Excerpted records:
((
//! Dense vector helpers shared by the reducers and the density filter.

use ndarray::{Array1, Array2, ArrayView1, Axis};

/// Scalar vector operations over ndarray views
pub struct VectorOps;

impl VectorOps {
    /// Sum of elements
    pub fn sum(data: ArrayView1<f64>) -> f64 {
        data.iter().sum()
    }

    /// Mean of elements (0 for an empty view)
    pub fn mean(data: ArrayView1<f64>) -> f64 {
        if data.is_empty() {
            return 0.0;
        }
        Self::sum(data) / data.len() as f64
    }

    /// Population variance (ddof = 0)
    pub fn variance(data: ArrayView1<f64>) -> f64 {
        if data.len() < 2 {
            return 0.0;
        }
        let mean = Self::mean(data);
        data.iter().map(|&x| (x - mean).powi(2)).sum::<f64>() / data.len() as f64
    }

    /// Dot product
    pub fn dot(a: ArrayView1<f64>, b: ArrayView1<f64>) -> f64 {
        debug_assert_eq!(a.len(), b.len(), "vectors must have the same length");
        a.iter().zip(b.iter()).map(|(x, y)| x * y).sum()
    }

    /// Squared Euclidean distance
    pub fn squared_euclidean_distance(a: ArrayView1<f64>, b: ArrayView1<f64>) -> f64 {
        debug_assert_eq!(a.len(), b.len(), "vectors must have the same length");
        a.iter().zip(b.iter()).map(|(x, y)| (x - y).powi(2)).sum()
    }

    /// Euclidean distance
    pub fn euclidean_distance(a: ArrayView1<f64>, b: ArrayView1<f64>) -> f64 {
        Self::squared_euclidean_distance(a, b).sqrt()
    }

    /// L2 norm
    pub fn norm(a: ArrayView1<f64>) -> f64 {
        Self::dot(a, a).sqrt()
    }

    /// Column means of a row-major sample matrix
    pub fn column_means(x: &Array2<f64>) -> Array1<f64> {
        x.mean_axis(Axis(0))
            .unwrap_or_else(|| Array1::zeros(x.ncols()))
    }

    /// Minimum and maximum of a column, `None` when the matrix has no rows
    pub fn column_range(x: &Array2<f64>, column: usize) -> Option<(f64, f64)> {
        x.column(column).iter().fold(None, |acc, &v| match acc {
            None => Some((v, v)),
            Some((lo, hi)) => Some((lo.min(v), hi.max(v))),
        })
    }

    /// Index of the row nearest to `target` (Euclidean); ties resolve to the lowest index
    pub fn nearest_row(x: &Array2<f64>, target: ArrayView1<f64>) -> Option<usize> {
        let mut best: Option<(usize, f64)> = None;
        for (i, row) in x.rows().into_iter().enumerate() {
            let d = Self::squared_euclidean_distance(row, target);
            match best {
                Some((_, best_d)) if d >= best_d => {}
                _ => best = Some((i, d)),
            }
        }
        best.map(|(i, _)| i)
    }
}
))
Problem requirements: Would you write out all of the data exactly as given?

Result for this exercise:
//! Dense vector helpers shared by the reducers and the density filter.

use ndarray::{Array1, Array2, ArrayView1, Axis};

/// Scalar vector operations over ndarray views
pub struct VectorOps;

impl VectorOps {
    /// Sum of elements
    pub fn sum(data: ArrayView1<f64>) -> f64 {
        data.iter().sum()
    }

    /// Mean of elements (0 for an empty view)
    pub fn mean(data: ArrayView1<f64>) -> f64 {
        if data.is_empty() {
            return 0.0;
        }
        Self::sum(data) / data.len() as f64
    }

    /// Population variance (ddof = 0)
    pub fn variance(data: ArrayView1<f64>) -> f64 {
        if data.len() < 2 {
            return 0.0;
        }
        let mean = Self::mean(data);
        data.iter().map(|&x| (x - mean).powi(2)).sum::<f64>() / data.len() as f64
    }

    /// Dot product
    pub fn dot(a: ArrayView1<f64>, b: ArrayView1<f64>) -> f64 {
        debug_assert_eq!(a.len(), b.len(), "vectors must have the same length");
        a.iter().zip(b.iter()).map(|(x, y)| x * y).sum()
    }

    /// Squared Euclidean distance
    pub fn squared_euclidean_distance(a: ArrayView1<f64>, b: ArrayView1<f64>) -> f64 {
        debug_assert_eq!(a.len(), b.len(), "vectors must have the same length");
        a.iter().zip(b.iter()).map(|(x, y)| (x - y).powi(2)).sum()
    }

    /// Euclidean distance
    pub fn euclidean_distance(a: ArrayView1<f64>, b: ArrayView1<f64>) -> f64 {
        Self::squared_euclidean_distance(a, b).sqrt()
    }

    /// L2 norm
    pub fn norm(a: ArrayView1<f64>) -> f64 {
        Self::dot(a, a).sqrt()
    }

    /// Column means of a row-major sample matrix
    pub fn column_means(x: &Array2<f64>) -> Array1<f64> {
        x.mean_axis(Axis(0))
            .unwrap_or_else(|| Array1::zeros(x.ncols()))
    }

    /// Minimum and maximum of a column, `None` when the matrix has no rows
    pub fn column_range(x: &Array2<f64>, column: usize) -> Option<(f64, f64)> {
        x.column(column).iter().fold(None, |acc, &v| match acc {
            None => Some((v, v)),
            Some((lo, hi)) => Some((lo.min(v), hi.max(v))),
        })
    }

    /// Index of the row nearest to `target` (Euclidean); ties resolve to the lowest index
    pub fn nearest_row(x: &Array2<f64>, target: ArrayView1<f64>) -> Option<usize> {
        let mut best: Option<(usize, f64)> = None;
        for (i, row) in x.rows().into_iter().enumerate() {
            let d = Self::squared_euclidean_distance(row, target);
            match best {
                Some((_, best_d)) if d >= best_d => {}
                _ => best = Some((i, d)),
            }
        }
        best.map(|(i, _)| i)
    }
}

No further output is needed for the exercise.